_ACTIVITY_:
What follows is a set of entries; retype all of them exactly.

Saved entries:
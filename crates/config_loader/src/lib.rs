//! # Config Loader
//!
//! Configuration loading and parsing module.
//!
//! Responsibilities:
//! - Parse TOML/JSON configuration files
//! - Validate configuration legality
//! - Generate `ServiceBlueprint`
//!
//! # Example
//!
//! ```no_run
//! use config_loader::ConfigLoader;
//! use std::path::Path;
//!
//! let blueprint = ConfigLoader::load_from_path(Path::new("ingest.toml")).unwrap();
//! println!("Shards: {}", blueprint.shards.len());
//! ```

mod parser;
mod validator;

pub use contracts::ServiceBlueprint;
pub use parser::ConfigFormat;

use contracts::ContractError;
use std::path::Path;

/// Configuration loader
pub struct ConfigLoader;

impl ConfigLoader {
    /// Load configuration from file path
    ///
    /// Automatically detects format from file extension (.toml / .json).
    ///
    /// # Errors
    /// - File read failure
    /// - Unsupported format
    /// - Parse failure
    /// - Validation failure
    pub fn load_from_path(path: &Path) -> Result<ServiceBlueprint, ContractError> {
        let format = Self::detect_format(path)?;
        let content = std::fs::read_to_string(path)?;
        Self::load_from_str(&content, format)
    }

    /// Load configuration from string
    ///
    /// # Errors
    /// - Parse failure
    /// - Validation failure
    pub fn load_from_str(
        content: &str,
        format: ConfigFormat,
    ) -> Result<ServiceBlueprint, ContractError> {
        let blueprint = parser::parse(content, format)?;
        validator::validate(&blueprint)?;
        Ok(blueprint)
    }

    /// Re-run validation after CLI overrides were applied
    pub fn validate(blueprint: &ServiceBlueprint) -> Result<(), ContractError> {
        validator::validate(blueprint)
    }

    /// Serialize ServiceBlueprint to TOML string
    pub fn to_toml(blueprint: &ServiceBlueprint) -> Result<String, ContractError> {
        toml::to_string_pretty(blueprint)
            .map_err(|e| ContractError::config_parse(format!("TOML serialize error: {e}")))
    }

    /// Serialize ServiceBlueprint to JSON string
    pub fn to_json(blueprint: &ServiceBlueprint) -> Result<String, ContractError> {
        serde_json::to_string_pretty(blueprint)
            .map_err(|e| ContractError::config_parse(format!("JSON serialize error: {e}")))
    }

    fn detect_format(path: &Path) -> Result<ConfigFormat, ContractError> {
        let ext = path.extension().and_then(|e| e.to_str()).ok_or_else(|| {
            ContractError::config_parse("cannot determine file format from extension")
        })?;

        ConfigFormat::from_extension(ext).ok_or_else(|| {
            ContractError::config_parse(format!("unsupported config format: .{ext}"))
        })
    }
}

_EXERCISE RESPONSE_:
filename crates/config_loader/src/lib.rs
//! # Config Loader
//!
//! Configuration loading and parsing module.
//!
//! Responsibilities:
//! - Parse TOML/JSON configuration files
//! - Validate configuration legality
//! - Generate `ServiceBlueprint`
//!
//! # Example
//!
//! ```no_run
//! use config_loader::ConfigLoader;
//! use std::path::Path;
//!
//! let blueprint = ConfigLoader::load_from_path(Path::new("ingest.toml")).unwrap();
//! println!("Shards: {}", blueprint.shards.len());
//! ```

mod parser;
mod validator;

pub use contracts::ServiceBlueprint;
pub use parser::ConfigFormat;

use contracts::ContractError;
use std::path::Path;

/// Configuration loader
pub struct ConfigLoader;

impl ConfigLoader {
    /// Load configuration from file path
    ///
    /// Automatically detects format from file extension (.toml / .json).
    ///
    /// # Errors
    /// - File read failure
    /// - Unsupported format
    /// - Parse failure
    /// - Validation failure
    pub fn load_from_path(path: &Path) -> Result<ServiceBlueprint, ContractError> {
        let format = Self::detect_format(path)?;
        let content = std::fs::read_to_string(path)?;
        Self::load_from_str(&content, format)
    }

    /// Load configuration from string
    ///
    /// # Errors
    /// - Parse failure
    /// - Validation failure
    pub fn load_from_str(
        content: &str,
        format: ConfigFormat,
    ) -> Result<ServiceBlueprint, ContractError> {
        let blueprint = parser::parse(content, format)?;
        validator::validate(&blueprint)?;
        Ok(blueprint)
    }

    /// Re-run validation after CLI overrides were applied
    pub fn validate(blueprint: &ServiceBlueprint) -> Result<(), ContractError> {
        validator::validate(blueprint)
    }

    /// Serialize ServiceBlueprint to TOML string
    pub fn to_toml(blueprint: &ServiceBlueprint) -> Result<String, ContractError> {
        toml::to_string_pretty(blueprint)
            .map_err(|e| ContractError::config_parse(format!("TOML serialize error: {e}")))
    }

    /// Serialize ServiceBlueprint to JSON string
    pub fn to_json(blueprint: &ServiceBlueprint) -> Result<String, ContractError> {
        serde_json::to_string_pretty(blueprint)
            .map_err(|e| ContractError::config_parse(format!("JSON serialize error: {e}")))
    }

    fn detect_format(path: &Path) -> Result<ConfigFormat, ContractError> {
        let ext = path.extension().and_then(|e| e.to_str()).ok_or_else(|| {
            ContractError::config_parse("cannot determine file format from extension")
        })?;

        ConfigFormat::from_extension(ext).ok_or_else(|| {
            ContractError::config_parse(format!("unsupported config format: .{ext}"))
        })
    }
}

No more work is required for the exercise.